The past few months have been not so much bouldering, but more so working-moving-hot weathering. Though Victoria and I have been out to Lolo and Lost Horse a couple of times, even a Leavenworth trip, we haven't been actively pursuing climbing, as much it pains me to write.
I've been fortunate in the past 4 or so years by avoiding any climbing related injury, sans an almost severed finger via my favorite rusty, dull hatchet while at Lost Horse. But unfortunate also by not really taking a step back and evaluating all the time dedicated to training and climbing. I could be described as an addict, once I try something I enjoy, almost always I will be seeking it out whenever I can. You can thank me later American Spirit and Blackfoot Brewery. So my addiction to bouldering has almost come full circle to my possible intervention? I will always strive for physical fitness when it comes to bouldering, but perhaps in the future I won't always project at my limit. V0-V4 days are fun, I think, and I plan on scheduling them in more.

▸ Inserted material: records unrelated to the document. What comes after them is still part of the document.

//! Configuration management for Skiff.
//!
//! Provides XDG-compliant settings storage with built-in defaults.

mod settings;

pub use settings::{AppSettings, Paths};
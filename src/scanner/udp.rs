//! UDP probing.
//!
//! Sends one empty datagram from a connected, ephemeral socket and waits for
//! either a reply or a connection-refused signal (the OS surfaces ICMP port
//! unreachable as `ECONNREFUSED` on a connected UDP socket).
//!
//! # Accuracy
//!
//! Silence until the timeout is reported as open. A listener that ignores
//! empty datagrams and a firewall that drops them look identical from here,
//! so filtered ports show up as open. No ICMP-based correction and no
//! confirmation read is attempted.

use crate::error::ProbeError;
use crate::scanner::tcp::classify;
use crate::scanner::traits::ProbeOutcome;
use std::net::{Ipv4Addr, Ipv6Addr, SocketAddr};
use std::time::Duration;
use tokio::net::UdpSocket;
use tokio::time::timeout;
use tracing::trace;

/// Scratch space for a reply; the contents are discarded.
const RECV_BUFFER_SIZE: usize = 512;

/// Probe one UDP port.
pub async fn probe(addr: SocketAddr, response_timeout: Duration) -> ProbeOutcome {
    match exchange(addr, response_timeout).await {
        Ok(()) => ProbeOutcome::Open,
        Err(ProbeError::Timeout) => {
            trace!(%addr, "udp probe silent, assuming open");
            ProbeOutcome::Open
        }
        Err(e) => {
            trace!(%addr, error = %e, "udp probe closed");
            ProbeOutcome::Closed
        }
    }
}

/// Send an empty datagram and wait for any answer.
///
/// `Ok` means a datagram came back; `Err(Timeout)` means nothing did.
async fn exchange(addr: SocketAddr, response_timeout: Duration) -> Result<(), ProbeError> {
    let local: SocketAddr = if addr.is_ipv4() {
        (Ipv4Addr::UNSPECIFIED, 0).into()
    } else {
        (Ipv6Addr::UNSPECIFIED, 0).into()
    };

    let socket = UdpSocket::bind(local).await.map_err(classify)?;
    socket.connect(addr).await.map_err(classify)?;
    socket.send(&[]).await.map_err(classify)?;

    let mut buf = [0u8; RECV_BUFFER_SIZE];
    match timeout(response_timeout, socket.recv(&mut buf)).await {
        Ok(Ok(_)) => Ok(()),
        Ok(Err(e)) => Err(classify(e)),
        Err(_) => Err(ProbeError::Timeout),
    }
}
//! Port types with validation and parsing.
//!
//! The `Port` newtype ensures values are always valid port numbers (1-65535).
//! `PortRange` is the inclusive `[start, end]` span a session scans.

use serde::{Deserialize, Serialize};
use std::fmt;
use std::str::FromStr;

/// A validated network port number (1-65535).
#[derive(Debug, Clone, Copy, PartialEq, Eq, PartialOrd, Ord, Hash, Serialize, Deserialize)]
#[serde(transparent)]
pub struct Port(u16);

impl Port {
    /// Minimum valid port number.
    pub const MIN: u16 = 1;
    /// Maximum valid port number.
    pub const MAX: u16 = 65535;

    /// Create a new Port from a u16, returning None for port 0.
    #[inline]
    pub const fn new(port: u16) -> Option<Self> {
        if port >= Self::MIN {
            Some(Self(port))
        } else {
            None
        }
    }

    /// Get the raw port number.
    #[inline]
    pub const fn as_u16(self) -> u16 {
        self.0
    }
}

impl fmt::Display for Port {
    fn fmt(&self, f: &mut fmt::Formatter<'_>) -> fmt::Result {
        fmt::Display::fmt(&self.0, f)
    }
}

impl TryFrom<u16> for Port {
    type Error = PortError;

    fn try_from(value: u16) -> Result<Self, Self::Error> {
        Self::new(value).ok_or(PortError::OutOfRange(u32::from(value)))
    }
}

impl From<Port> for u16 {
    fn from(port: Port) -> Self {
        port.0
    }
}

impl FromStr for Port {
    type Err = PortError;

    fn from_str(s: &str) -> Result<Self, Self::Err> {
        let s = s.trim();
        // Parse wide so "70000" reports out-of-range rather than a format error.
        let value: u32 = s
            .parse()
            .map_err(|_| PortError::InvalidFormat(s.to_string()))?;
        u16::try_from(value)
            .ok()
            .and_then(Port::new)
            .ok_or(PortError::OutOfRange(value))
    }
}

/// Error type for port parsing and validation.
#[derive(Debug, Clone, PartialEq, Eq, thiserror::Error)]
pub enum PortError {
    #[error("port {0} is out of valid range (1-65535)")]
    OutOfRange(u32),
    #[error("invalid port number: {0}")]
    InvalidFormat(String),
    #[error("invalid port range: start ({0}) > end ({1})")]
    InvalidRange(u16, u16),
    #[error("empty port specification")]
    Empty,
}

/// An inclusive range of ports.
///
/// Serialized as its string form, e.g. `"1-1024"`.
#[derive(Debug, Clone, Copy, PartialEq, Eq, Serialize, Deserialize)]
#[serde(try_from = "String", into = "String")]
pub struct PortRange {
    start: Port,
    end: Port,
}

impl PortRange {
    /// Create a new port range, rejecting `start > end`.
    pub fn new(start: Port, end: Port) -> Result<Self, PortError> {
        if start.0 > end.0 {
            Err(PortError::InvalidRange(start.0, end.0))
        } else {
            Ok(Self { start, end })
        }
    }

    /// Create a range from raw numbers, validating both bounds.
    pub fn from_bounds(start: u16, end: u16) -> Result<Self, PortError> {
        Self::new(Port::try_from(start)?, Port::try_from(end)?)
    }

    /// Create a range containing a single port.
    pub const fn single(port: Port) -> Self {
        Self {
            start: port,
            end: port,
        }
    }

    /// First port of the range.
    pub const fn start(&self) -> Port {
        self.start
    }

    /// Last port of the range (inclusive).
    pub const fn end(&self) -> Port {
        self.end
    }

    /// Get the number of ports in this range.
    pub const fn len(&self) -> usize {
        (self.end.0 - self.start.0) as usize + 1
    }

    /// A valid range always holds at least one port.
    pub const fn is_empty(&self) -> bool {
        false
    }

    /// Iterate over all ports in ascending order.
    pub fn iter(&self) -> impl Iterator<Item = Port> + Clone {
        (self.start.0..=self.end.0).map(Port)
    }
}

impl Default for PortRange {
    /// The well-known port range, 1-1024.
    fn default() -> Self {
        Self {
            start: Port(1),
            end: Port(1024),
        }
    }
}

impl fmt::Display for PortRange {
    fn fmt(&self, f: &mut fmt::Formatter<'_>) -> fmt::Result {
        if self.start == self.end {
            write!(f, "{}", self.start)
        } else {
            write!(f, "{}-{}", self.start, self.end)
        }
    }
}

/// Parses `"80"` or `"1-1024"`.
impl FromStr for PortRange {
    type Err = PortError;

    fn from_str(s: &str) -> Result<Self, Self::Err> {
        let s = s.trim();
        if s.is_empty() {
            return Err(PortError::Empty);
        }

        match s.split_once('-') {
            Some((start, end)) => {
                let start: Port = start.parse()?;
                let end: Port = end.parse()?;
                Self::new(start, end)
            }
            None => Ok(Self::single(s.parse()?)),
        }
    }
}

impl TryFrom<String> for PortRange {
    type Error = PortError;

    fn try_from(value: String) -> Result<Self, Self::Error> {
        value.parse()
    }
}

impl From<PortRange> for String {
    fn from(range: PortRange) -> Self {
        range.to_string()
    }
}
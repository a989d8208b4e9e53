//! Scan target parsing and resolution.
//!
//! A target is either an IP literal (IPv4 or IPv6) or a hostname. Hostnames
//! are resolved once, before any probe is dispatched.

use serde::{Deserialize, Serialize};
use std::fmt;
use std::net::IpAddr;
use trust_dns_resolver::config::{ResolverConfig, ResolverOpts};
use trust_dns_resolver::TokioAsyncResolver;

/// A scan target that has been resolved to an IP address.
#[derive(Debug, Clone, PartialEq, Eq, Hash, Serialize, Deserialize)]
pub struct ScanTarget {
    /// The original input (hostname or IP string).
    pub original: String,
    /// The resolved IP address.
    pub ip: IpAddr,
}

impl ScanTarget {
    /// Create a new scan target.
    pub fn new(original: impl Into<String>, ip: IpAddr) -> Self {
        Self {
            original: original.into(),
            ip,
        }
    }

    /// Parse and resolve a host string.
    pub async fn resolve(host: &str) -> Result<Self, TargetError> {
        let host = host.trim();

        if let Ok(ip) = host.parse::<IpAddr>() {
            return Ok(Self::new(host, ip));
        }

        if !is_valid_hostname(host) {
            return Err(TargetError::InvalidFormat(host.to_string()));
        }

        let resolver =
            TokioAsyncResolver::tokio(ResolverConfig::default(), ResolverOpts::default());

        let response = resolver
            .lookup_ip(host)
            .await
            .map_err(|e| TargetError::DnsResolutionFailed(host.to_string(), e.to_string()))?;

        // First address only; the scan covers a single host.
        let ip = response
            .iter()
            .next()
            .ok_or_else(|| TargetError::NoAddressesFound(host.to_string()))?;

        tracing::debug!(host, %ip, "resolved target");
        Ok(Self::new(host, ip))
    }
}

impl From<IpAddr> for ScanTarget {
    fn from(ip: IpAddr) -> Self {
        Self::new(ip.to_string(), ip)
    }
}

impl fmt::Display for ScanTarget {
    fn fmt(&self, f: &mut fmt::Formatter<'_>) -> fmt::Result {
        if self.original == self.ip.to_string() {
            write!(f, "{}", self.ip)
        } else {
            write!(f, "{} ({})", self.original, self.ip)
        }
    }
}

/// Error type for target parsing and resolution.
#[derive(Debug, Clone, PartialEq, Eq, thiserror::Error)]
pub enum TargetError {
    #[error("invalid target format: '{0}'")]
    InvalidFormat(String),
    #[error("failed to resolve hostname '{0}': {1}")]
    DnsResolutionFailed(String, String),
    #[error("no IP addresses found for hostname '{0}'")]
    NoAddressesFound(String),
}

/// Check if a string is a valid hostname.
fn is_valid_hostname(s: &str) -> bool {
    if s.is_empty() || s.len() > 253 {
        return false;
    }

    s.split('.').all(|label| {
        !label.is_empty()
            && label.len() <= 63
            && label.chars().next().is_some_and(|c| c.is_ascii_alphanumeric())
            && label.chars().last().is_some_and(|c| c.is_ascii_alphanumeric())
            && label.chars().all(|c| c.is_ascii_alphanumeric() || c == '-')
    })
}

Props to Joe Schmechel for being a choss master. Sincerely jealous of your grandiose Glacier excursions.
Sam Johnson, please contribute to society AND KIRSTEN by getting a job.
In late June I took a job being sort of an apprentice painter. I've always been fond of blue collar workers, because blue collar folks work hard, but maybe more importantly play harder. The mindset of someone like Bob(my yoda painter teacher extraordinaire) is certainly mind-boggling. 5 DUI's, prison time, ultra-conservative borderline tea partier would perfectly describe him, but being taught by someone you normally wouldn't consider "good folk" is humbling and eye opening.
So tonight, I raise my 16oz of lukewarm Rainier to bouldering, blue collars and my lovely girlfriend who has to put up with all of this.